Entries taken from a collection:
++++++++++++++++++++

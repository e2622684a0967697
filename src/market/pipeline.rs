//! Order pipeline: build, canonicalize, sign, submit, fill and cancel.
//!
//! Each operation is a short sequential chain of remote calls with no
//! state carried between invocations. The signer and chain client are
//! passed in on every call. Nothing is retried or deduplicated here;
//! marketplace writes are not idempotent.

use alloy_primitives::{address, Address, Bytes, B256, U256};

use super::client::{MarketplaceClient, RemoteError, SignMessage};
use super::order::{
    build_matching_order, build_sell_order, ListedOrder, Order, OrderError, SignedOrder,
};
use super::salt::SaltPolicy;
use super::snapshot::{read_metadata, Snapshot};
use super::transport::Transport;
use crate::chain::{ChainClient, ChainError, CollectionReader, TransactionRequest, TxHash};
use crate::signer::{self, SignError, Signer};

/// Default amount added to a quoted fill value, in wei.
pub const DEFAULT_FILL_SLIPPAGE_WEI: u64 = 100;

/// Marketplace transfer proxy approved before a token is listed.
pub const DEFAULT_TRANSFER_PROXY: Address = address!("0x7d47126a2600E22eab9eD6CF0e515678727779A6");

/// Any failure of a pipeline operation.
#[derive(Debug, Clone, thiserror::Error, PartialEq, Eq)]
pub enum PipelineError {
    #[error("invalid order: {0}")]
    Invalid(#[from] OrderError),

    #[error("remote order service failure: {0}")]
    Remote(#[from] RemoteError),

    #[error("signing failed: {0}")]
    Signing(#[from] SignError),

    #[error(transparent)]
    Chain(#[from] ChainError),
}

/// Tunables for order construction and fills.
#[derive(Debug, Clone, Copy, PartialEq, Eq)]
pub struct PipelineSettings {
    pub salt: SaltPolicy,
    pub fill_slippage_wei: U256,
    /// Operator approved to move a token before it is listed.
    pub transfer_proxy: Address,
}

impl Default for PipelineSettings {
    fn default() -> Self {
        PipelineSettings {
            salt: SaltPolicy::default(),
            fill_slippage_wei: U256::from(DEFAULT_FILL_SLIPPAGE_WEI),
            transfer_proxy: DEFAULT_TRANSFER_PROXY,
        }
    }
}

/// Terms of a new sell listing.
#[derive(Debug, Clone, Copy, PartialEq, Eq)]
pub struct SellListing {
    pub nft_contract: Address,
    pub token_id: U256,
    pub price_wei: U256,
}

/// Both sides of a match, canonicalized and ready for signing.
#[derive(Debug, Clone, PartialEq)]
pub struct MatchPreparation {
    pub matching: Order,
    pub matching_message: SignMessage,
    pub sell_message: SignMessage,
}

/// A fill transaction ready to send.
#[derive(Debug, Clone, PartialEq, Eq)]
pub struct FillTransaction {
    pub request: TransactionRequest,
    /// Value quoted by the marketplace, before the slippage buffer.
    pub quoted_value: U256,
}

/// Marketplace order operations over a transport.
pub struct OrderPipeline<T> {
    client: MarketplaceClient<T>,
    settings: PipelineSettings,
}

impl<T: Transport> OrderPipeline<T> {
    pub fn new(transport: T, settings: PipelineSettings) -> Self {
        OrderPipeline {
            client: MarketplaceClient::new(transport),
            settings,
        }
    }

    pub fn client(&self) -> &MarketplaceClient<T> {
        &self.client
    }

    pub fn settings(&self) -> &PipelineSettings {
        &self.settings
    }

    /// Draws a fresh salt under the configured policy.
    pub fn fresh_salt(&self) -> U256 {
        self.settings.salt.fresh()
    }

    /// Obtains the canonical signable form of an order.
    pub fn canonicalize(&self, order: &Order) -> Result<SignMessage, PipelineError> {
        Ok(self.client.encode_order(order)?)
    }

    /// Publishes a signed sell order.
    pub fn submit_sell_order(
        &self,
        order: &Order,
        signature: Bytes,
    ) -> Result<SignedOrder, PipelineError> {
        if signature.is_empty() {
            return Err(SignError::EmptySignature.into());
        }
        let signed = SignedOrder {
            order: order.clone(),
            signature,
        };
        self.client.create_order(&signed)?;
        log::info!(
            "submitted sell order by {} for {} wei (salt {})",
            order.maker,
            order.take.value,
            order.salt
        );
        Ok(signed)
    }

    /// Builds, canonicalizes, signs and submits a sell order made by the
    /// signer's account. A failure at any step submits nothing.
    pub fn create_sell_order<S: Signer + ?Sized>(
        &self,
        signer: &S,
        listing: &SellListing,
    ) -> Result<SignedOrder, PipelineError> {
        let order = build_sell_order(
            signer.address(),
            listing.nft_contract,
            listing.token_id,
            listing.price_wei,
            self.fresh_salt(),
        )?;
        let message = self.canonicalize(&order)?;
        let signature = signer::sign(&message, signer)?;
        self.submit_sell_order(&order, signature)
    }

    /// Approves the transfer proxy for the token, then creates the sell
    /// order. A zero proxy is refused before any chain call.
    pub fn list_for_sale<C, S>(
        &self,
        chain: &C,
        signer: &S,
        listing: &SellListing,
    ) -> Result<SignedOrder, PipelineError>
    where
        C: ChainClient + ?Sized,
        S: Signer + ?Sized,
    {
        let proxy = self.settings.transfer_proxy;
        if proxy == Address::ZERO {
            return Err(OrderError::MissingOperator.into());
        }
        let tx = chain.approve(proxy, listing.token_id)?;
        log::debug!("approved {} for token {} in {}", proxy, listing.token_id, tx);
        self.create_sell_order(signer, listing)
    }

    /// Builds the matching buy order for `sell` and canonicalizes both the
    /// matching order and the sell order as listed.
    pub fn prepare_match(
        &self,
        sell: &Order,
        filler: Address,
    ) -> Result<MatchPreparation, PipelineError> {
        let matching = build_matching_order(sell, filler, self.fresh_salt())?;
        let matching_message = self.canonicalize(&matching)?;
        let sell_message = self.canonicalize(sell)?;
        Ok(MatchPreparation {
            matching,
            matching_message,
            sell_message,
        })
    }

    /// Asks the marketplace for the transaction filling `sell_hash` and adds
    /// the slippage buffer to the quoted value.
    pub fn prepare_fill(
        &self,
        sell_hash: B256,
        filler: Address,
    ) -> Result<FillTransaction, PipelineError> {
        let prepared = self.client.prepare_fill(sell_hash, filler)?;
        let quoted_value = prepared.asset.value;
        let value = quoted_value.saturating_add(self.settings.fill_slippage_wei);
        Ok(FillTransaction {
            request: TransactionRequest {
                from: filler,
                to: prepared.transaction.to,
                data: prepared.transaction.data,
                value,
            },
            quoted_value,
        })
    }

    /// Prepares and sends the fill transaction.
    pub fn fill_order<C: ChainClient + ?Sized>(
        &self,
        chain: &C,
        sell_hash: B256,
        filler: Address,
    ) -> Result<TxHash, PipelineError> {
        let fill = self.prepare_fill(sell_hash, filler)?;
        log::info!(
            "filling order {} for {} wei (quoted {})",
            sell_hash,
            fill.request.value,
            fill.quoted_value
        );
        Ok(chain.send_transaction(&fill.request)?)
    }

    /// Re-canonicalizes the original order; the result's `structure` is the
    /// argument of the on-chain cancel.
    pub fn prepare_cancel(&self, order: &Order) -> Result<SignMessage, PipelineError> {
        self.canonicalize(order)
    }

    /// Cancels an open order on chain. Only the maker's cancel succeeds;
    /// that is enforced by the contract.
    pub fn cancel_order<C: ChainClient + ?Sized>(
        &self,
        chain: &C,
        order: &Order,
    ) -> Result<TxHash, PipelineError> {
        let message = self.prepare_cancel(order)?;
        log::info!("cancelling order by {} (salt {})", order.maker, order.salt);
        Ok(chain.cancel(&message.structure)?)
    }

    /// Open sell orders for a collection.
    pub fn sell_orders(&self, collection: Address) -> Result<Vec<ListedOrder>, PipelineError> {
        Ok(self.client.sell_orders_by_collection(collection)?)
    }

    /// Re-reads the collection's listings, the owner's tokens and their
    /// manifests. A token whose manifest cannot be read is kept without
    /// metadata.
    pub fn refresh<R: CollectionReader + ?Sized>(
        &self,
        reader: &R,
        collection: Address,
        owner: Address,
    ) -> Result<Snapshot, PipelineError> {
        let market = self.sell_orders(collection)?;
        let tokens = reader.tokens_of_owner(owner)?;
        log::debug!("refresh: {} owned tokens, {} open orders", tokens.len(), market.len());
        Ok(Snapshot::build(owner, collection, tokens, market, |id| {
            read_metadata(reader, id)
        }))
    }
}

++++++++++++++++++++

__Task statement__:
From the opening line of the data above through the line holding "chain client are", give every line again exactly as it stands.

__Result for this task__:
repository e2622684a0967697
filename src/market/pipeline.rs
//! Order pipeline: build, canonicalize, sign, submit, fill and cancel.
//!
//! Each operation is a short sequential chain of remote calls with no
//! state carried between invocations. The signer and chain client are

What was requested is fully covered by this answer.